> _Exercise details_: Search the data below for the string "help" and copy all lines where it shows up.

> _Extracted data_:
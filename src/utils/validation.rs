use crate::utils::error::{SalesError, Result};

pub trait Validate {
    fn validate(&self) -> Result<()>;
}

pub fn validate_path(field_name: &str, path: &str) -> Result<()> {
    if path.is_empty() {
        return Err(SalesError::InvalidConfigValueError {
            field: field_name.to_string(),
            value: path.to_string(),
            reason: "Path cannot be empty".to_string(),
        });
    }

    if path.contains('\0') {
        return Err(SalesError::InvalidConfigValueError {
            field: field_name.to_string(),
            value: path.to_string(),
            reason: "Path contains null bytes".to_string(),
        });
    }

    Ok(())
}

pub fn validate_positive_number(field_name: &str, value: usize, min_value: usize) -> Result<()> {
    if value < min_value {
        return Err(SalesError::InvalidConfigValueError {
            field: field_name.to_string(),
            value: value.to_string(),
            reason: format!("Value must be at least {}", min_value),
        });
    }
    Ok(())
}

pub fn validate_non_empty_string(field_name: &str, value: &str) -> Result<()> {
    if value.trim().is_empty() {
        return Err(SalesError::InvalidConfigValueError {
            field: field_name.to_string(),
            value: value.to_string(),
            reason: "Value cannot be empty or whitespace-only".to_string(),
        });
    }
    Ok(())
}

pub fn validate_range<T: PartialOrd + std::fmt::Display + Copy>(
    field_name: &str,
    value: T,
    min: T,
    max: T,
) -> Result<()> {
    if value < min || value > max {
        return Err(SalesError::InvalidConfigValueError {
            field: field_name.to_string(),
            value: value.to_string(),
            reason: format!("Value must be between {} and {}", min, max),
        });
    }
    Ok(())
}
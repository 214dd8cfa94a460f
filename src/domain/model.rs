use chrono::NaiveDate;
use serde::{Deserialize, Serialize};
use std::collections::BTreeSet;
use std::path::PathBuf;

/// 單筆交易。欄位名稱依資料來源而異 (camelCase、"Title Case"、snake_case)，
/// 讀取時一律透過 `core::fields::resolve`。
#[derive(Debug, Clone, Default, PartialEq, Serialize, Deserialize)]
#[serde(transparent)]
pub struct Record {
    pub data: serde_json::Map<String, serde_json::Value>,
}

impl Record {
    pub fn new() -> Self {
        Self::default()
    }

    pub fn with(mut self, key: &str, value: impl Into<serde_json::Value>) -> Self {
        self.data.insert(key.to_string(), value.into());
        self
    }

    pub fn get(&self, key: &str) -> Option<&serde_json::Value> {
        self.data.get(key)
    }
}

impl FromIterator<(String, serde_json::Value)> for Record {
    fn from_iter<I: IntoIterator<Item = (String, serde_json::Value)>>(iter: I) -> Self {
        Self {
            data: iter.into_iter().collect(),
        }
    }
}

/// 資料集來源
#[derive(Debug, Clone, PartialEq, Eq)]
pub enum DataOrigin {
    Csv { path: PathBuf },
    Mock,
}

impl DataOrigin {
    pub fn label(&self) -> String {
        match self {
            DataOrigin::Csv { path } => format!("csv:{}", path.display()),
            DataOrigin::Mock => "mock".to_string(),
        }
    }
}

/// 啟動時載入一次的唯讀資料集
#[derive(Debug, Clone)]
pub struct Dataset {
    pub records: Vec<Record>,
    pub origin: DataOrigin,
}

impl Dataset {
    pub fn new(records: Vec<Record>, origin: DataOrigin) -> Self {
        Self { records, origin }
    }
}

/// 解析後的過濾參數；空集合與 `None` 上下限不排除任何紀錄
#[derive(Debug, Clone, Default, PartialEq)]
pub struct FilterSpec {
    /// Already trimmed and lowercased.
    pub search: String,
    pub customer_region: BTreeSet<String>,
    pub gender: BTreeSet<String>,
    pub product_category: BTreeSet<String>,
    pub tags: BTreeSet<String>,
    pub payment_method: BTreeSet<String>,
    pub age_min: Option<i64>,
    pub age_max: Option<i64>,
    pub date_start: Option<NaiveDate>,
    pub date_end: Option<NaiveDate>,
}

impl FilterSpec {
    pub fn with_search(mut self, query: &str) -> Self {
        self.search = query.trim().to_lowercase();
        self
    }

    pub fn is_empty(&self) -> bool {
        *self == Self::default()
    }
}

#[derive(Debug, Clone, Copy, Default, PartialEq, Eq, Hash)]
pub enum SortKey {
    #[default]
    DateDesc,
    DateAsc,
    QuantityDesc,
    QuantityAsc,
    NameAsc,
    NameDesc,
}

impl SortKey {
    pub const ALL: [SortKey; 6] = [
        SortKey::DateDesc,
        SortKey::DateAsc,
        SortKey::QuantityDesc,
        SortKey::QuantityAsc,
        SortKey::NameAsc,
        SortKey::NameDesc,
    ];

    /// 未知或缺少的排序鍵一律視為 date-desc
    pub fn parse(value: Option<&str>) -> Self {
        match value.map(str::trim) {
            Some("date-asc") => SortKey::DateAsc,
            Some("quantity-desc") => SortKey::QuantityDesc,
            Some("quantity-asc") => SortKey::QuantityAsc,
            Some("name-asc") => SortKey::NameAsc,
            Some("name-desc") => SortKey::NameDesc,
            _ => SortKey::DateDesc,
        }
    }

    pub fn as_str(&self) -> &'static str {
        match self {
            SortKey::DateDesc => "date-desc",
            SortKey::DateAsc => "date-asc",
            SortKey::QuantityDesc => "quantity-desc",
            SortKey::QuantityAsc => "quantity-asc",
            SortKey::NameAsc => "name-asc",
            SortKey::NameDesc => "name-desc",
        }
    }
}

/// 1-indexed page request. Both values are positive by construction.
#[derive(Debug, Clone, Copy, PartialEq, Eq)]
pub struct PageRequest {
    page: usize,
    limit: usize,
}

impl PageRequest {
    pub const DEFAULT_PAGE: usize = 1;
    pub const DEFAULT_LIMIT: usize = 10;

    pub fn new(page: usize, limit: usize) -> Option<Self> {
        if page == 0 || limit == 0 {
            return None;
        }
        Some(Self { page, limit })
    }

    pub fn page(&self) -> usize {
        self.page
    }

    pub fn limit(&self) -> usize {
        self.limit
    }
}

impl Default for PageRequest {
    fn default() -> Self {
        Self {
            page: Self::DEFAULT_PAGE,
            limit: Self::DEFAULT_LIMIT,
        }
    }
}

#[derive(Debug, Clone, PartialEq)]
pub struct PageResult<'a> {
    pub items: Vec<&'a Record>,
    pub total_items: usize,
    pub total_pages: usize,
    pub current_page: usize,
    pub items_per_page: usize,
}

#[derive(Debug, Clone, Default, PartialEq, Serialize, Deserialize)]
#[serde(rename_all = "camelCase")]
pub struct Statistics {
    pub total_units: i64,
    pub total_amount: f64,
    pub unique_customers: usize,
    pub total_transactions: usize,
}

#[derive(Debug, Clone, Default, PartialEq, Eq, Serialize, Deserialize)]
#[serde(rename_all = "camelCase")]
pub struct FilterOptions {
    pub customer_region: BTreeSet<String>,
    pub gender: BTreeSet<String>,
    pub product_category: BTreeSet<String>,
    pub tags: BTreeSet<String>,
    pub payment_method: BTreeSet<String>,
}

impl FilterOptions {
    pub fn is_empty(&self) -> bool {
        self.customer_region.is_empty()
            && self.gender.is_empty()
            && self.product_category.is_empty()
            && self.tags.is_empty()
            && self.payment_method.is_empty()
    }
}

--

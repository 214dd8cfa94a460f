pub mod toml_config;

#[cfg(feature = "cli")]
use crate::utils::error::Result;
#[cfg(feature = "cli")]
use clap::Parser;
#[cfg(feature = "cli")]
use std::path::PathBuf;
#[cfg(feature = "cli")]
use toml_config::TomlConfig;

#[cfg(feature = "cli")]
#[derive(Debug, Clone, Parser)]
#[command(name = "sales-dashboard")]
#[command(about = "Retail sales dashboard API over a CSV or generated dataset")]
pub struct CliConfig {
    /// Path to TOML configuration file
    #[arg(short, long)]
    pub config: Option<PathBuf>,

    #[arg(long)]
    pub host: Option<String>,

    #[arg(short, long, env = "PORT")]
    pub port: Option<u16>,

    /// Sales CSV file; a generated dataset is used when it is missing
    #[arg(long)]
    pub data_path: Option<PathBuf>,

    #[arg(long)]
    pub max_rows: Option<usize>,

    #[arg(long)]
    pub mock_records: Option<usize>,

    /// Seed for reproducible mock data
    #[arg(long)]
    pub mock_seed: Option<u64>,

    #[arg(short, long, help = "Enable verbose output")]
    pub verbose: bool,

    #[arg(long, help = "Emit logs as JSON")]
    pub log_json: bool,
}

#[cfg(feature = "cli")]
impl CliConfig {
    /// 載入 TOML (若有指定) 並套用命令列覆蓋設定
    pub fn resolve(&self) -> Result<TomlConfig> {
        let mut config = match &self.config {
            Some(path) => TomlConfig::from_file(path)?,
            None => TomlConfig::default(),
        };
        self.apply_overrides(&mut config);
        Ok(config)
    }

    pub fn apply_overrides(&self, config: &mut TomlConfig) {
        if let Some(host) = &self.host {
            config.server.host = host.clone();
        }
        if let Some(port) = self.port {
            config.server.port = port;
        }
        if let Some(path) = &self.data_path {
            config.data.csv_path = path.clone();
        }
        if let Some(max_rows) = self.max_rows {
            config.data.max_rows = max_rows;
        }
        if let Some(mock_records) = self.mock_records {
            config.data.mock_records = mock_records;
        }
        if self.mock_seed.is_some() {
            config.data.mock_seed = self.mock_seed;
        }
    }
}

> _Your solution_:
    #[arg(short, long, help = "Enable verbose output")]
    #[arg(long, help = "Emit logs as JSON")]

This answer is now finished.